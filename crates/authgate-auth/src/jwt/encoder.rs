//! JWT token creation with configurable signing and TTL.

use chrono::Utc;
use jsonwebtoken::{EncodingKey, Header, encode};
use uuid::Uuid;

use authgate_core::config::auth::AuthConfig;
use authgate_core::error::AppError;

use super::claims::{Claims, TokenType};

/// Creates signed JWT access and refresh tokens.
#[derive(Clone)]
pub struct JwtEncoder {
    /// HMAC secret key for signing.
    encoding_key: EncodingKey,
    /// Access token TTL in seconds.
    access_ttl_seconds: i64,
    /// Refresh token TTL in seconds.
    refresh_ttl_seconds: i64,
}

impl std::fmt::Debug for JwtEncoder {
    fn fmt(&self, f: &mut std::fmt::Formatter<'_>) -> std::fmt::Result {
        f.debug_struct("JwtEncoder")
            .field("access_ttl_seconds", &self.access_ttl_seconds)
            .field("refresh_ttl_seconds", &self.refresh_ttl_seconds)
            .finish()
    }
}

/// A freshly minted access token.
#[derive(Debug, Clone, serde::Serialize, serde::Deserialize)]
pub struct IssuedAccess {
    /// The signed token.
    pub token: String,
    /// TTL declared to the holder, in seconds.
    pub expires_in_seconds: u64,
}

/// A freshly minted refresh token with its session identity.
#[derive(Debug, Clone, serde::Serialize, serde::Deserialize)]
pub struct IssuedRefresh {
    /// The signed token.
    pub token: String,
    /// Session ID embedded as `jti`; the caller must register it in the
    /// session store.
    pub session_id: Uuid,
    /// Expiration timestamp.
    pub expires_at: chrono::DateTime<Utc>,
    /// TTL in seconds, used as the cookie max-age.
    pub expires_in_seconds: u64,
}

impl JwtEncoder {
    /// Creates a new encoder from auth configuration.
    pub fn new(config: &AuthConfig) -> Self {
        Self {
            encoding_key: EncodingKey::from_secret(config.jwt_secret.as_bytes()),
            access_ttl_seconds: config.access_ttl_seconds as i64,
            refresh_ttl_seconds: config.refresh_ttl_seconds as i64,
        }
    }

    /// Generates a new access token for the given subject.
    pub fn issue_access(&self, subject: &str) -> Result<IssuedAccess, AppError> {
        let now = Utc::now();
        let exp = now + chrono::Duration::seconds(self.access_ttl_seconds);

        let claims = Claims {
            sub: subject.to_string(),
            iat: now.timestamp(),
            exp: exp.timestamp(),
            jti: Uuid::new_v4(),
            token_type: TokenType::Access,
        };

        let token = encode(&Header::default(), &claims, &self.encoding_key)
            .map_err(|e| AppError::internal(format!("Failed to encode access token: {e}")))?;

        Ok(IssuedAccess {
            token,
            expires_in_seconds: self.access_ttl_seconds as u64,
        })
    }

    /// Generates a new refresh token for the given subject.
    ///
    /// The session ID is minted here (Uuid v4, globally unique) and embedded
    /// as `jti`; registering it in the session store is the caller's job.
    pub fn issue_refresh(&self, subject: &str) -> Result<IssuedRefresh, AppError> {
        let now = Utc::now();
        let exp = now + chrono::Duration::seconds(self.refresh_ttl_seconds);
        let session_id = Uuid::new_v4();

        let claims = Claims {
            sub: subject.to_string(),
            iat: now.timestamp(),
            exp: exp.timestamp(),
            jti: session_id,
            token_type: TokenType::Refresh,
        };

        let token = encode(&Header::default(), &claims, &self.encoding_key)
            .map_err(|e| AppError::internal(format!("Failed to encode refresh token: {e}")))?;

        Ok(IssuedRefresh {
            token,
            session_id,
            expires_at: exp,
            expires_in_seconds: self.refresh_ttl_seconds as u64,
        })
    }
}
------
Problem to solve: Transcribe all of the entries without altering anything.

Answer space:
filename crates/authgate-auth/src/jwt/encoder.rs
//! JWT token creation with configurable signing and TTL.

use chrono::Utc;
use jsonwebtoken::{EncodingKey, Header, encode};
use uuid::Uuid;

use authgate_core::config::auth::AuthConfig;
use authgate_core::error::AppError;

use super::claims::{Claims, TokenType};

/// Creates signed JWT access and refresh tokens.
#[derive(Clone)]
pub struct JwtEncoder {
    /// HMAC secret key for signing.
    encoding_key: EncodingKey,
    /// Access token TTL in seconds.
    access_ttl_seconds: i64,
    /// Refresh token TTL in seconds.
    refresh_ttl_seconds: i64,
}

impl std::fmt::Debug for JwtEncoder {
    fn fmt(&self, f: &mut std::fmt::Formatter<'_>) -> std::fmt::Result {
        f.debug_struct("JwtEncoder")
            .field("access_ttl_seconds", &self.access_ttl_seconds)
            .field("refresh_ttl_seconds", &self.refresh_ttl_seconds)
            .finish()
    }
}

/// A freshly minted access token.
#[derive(Debug, Clone, serde::Serialize, serde::Deserialize)]
pub struct IssuedAccess {
    /// The signed token.
    pub token: String,
    /// TTL declared to the holder, in seconds.
    pub expires_in_seconds: u64,
}

/// A freshly minted refresh token with its session identity.
#[derive(Debug, Clone, serde::Serialize, serde::Deserialize)]
pub struct IssuedRefresh {
    /// The signed token.
    pub token: String,
    /// Session ID embedded as `jti`; the caller must register it in the
    /// session store.
    pub session_id: Uuid,
    /// Expiration timestamp.
    pub expires_at: chrono::DateTime<Utc>,
    /// TTL in seconds, used as the cookie max-age.
    pub expires_in_seconds: u64,
}

impl JwtEncoder {
    /// Creates a new encoder from auth configuration.
    pub fn new(config: &AuthConfig) -> Self {
        Self {
            encoding_key: EncodingKey::from_secret(config.jwt_secret.as_bytes()),
            access_ttl_seconds: config.access_ttl_seconds as i64,
            refresh_ttl_seconds: config.refresh_ttl_seconds as i64,
        }
    }

    /// Generates a new access token for the given subject.
    pub fn issue_access(&self, subject: &str) -> Result<IssuedAccess, AppError> {
        let now = Utc::now();
        let exp = now + chrono::Duration::seconds(self.access_ttl_seconds);

        let claims = Claims {
            sub: subject.to_string(),
            iat: now.timestamp(),
            exp: exp.timestamp(),
            jti: Uuid::new_v4(),
            token_type: TokenType::Access,
        };

        let token = encode(&Header::default(), &claims, &self.encoding_key)
            .map_err(|e| AppError::internal(format!("Failed to encode access token: {e}")))?;

        Ok(IssuedAccess {
            token,
            expires_in_seconds: self.access_ttl_seconds as u64,
        })
    }

    /// Generates a new refresh token for the given subject.
    ///
    /// The session ID is minted here (Uuid v4, globally unique) and embedded
    /// as `jti`; registering it in the session store is the caller's job.
    pub fn issue_refresh(&self, subject: &str) -> Result<IssuedRefresh, AppError> {
        let now = Utc::now();
        let exp = now + chrono::Duration::seconds(self.refresh_ttl_seconds);
        let session_id = Uuid::new_v4();

        let claims = Claims {
            sub: subject.to_string(),
            iat: now.timestamp(),
            exp: exp.timestamp(),
            jti: session_id,
            token_type: TokenType::Refresh,
        };

        let token = encode(&Header::default(), &claims, &self.encoding_key)
            .map_err(|e| AppError::internal(format!("Failed to encode refresh token: {e}")))?;

        Ok(IssuedRefresh {
            token,
            session_id,
            expires_at: exp,
            expires_in_seconds: self.refresh_ttl_seconds as u64,
        })
    }
}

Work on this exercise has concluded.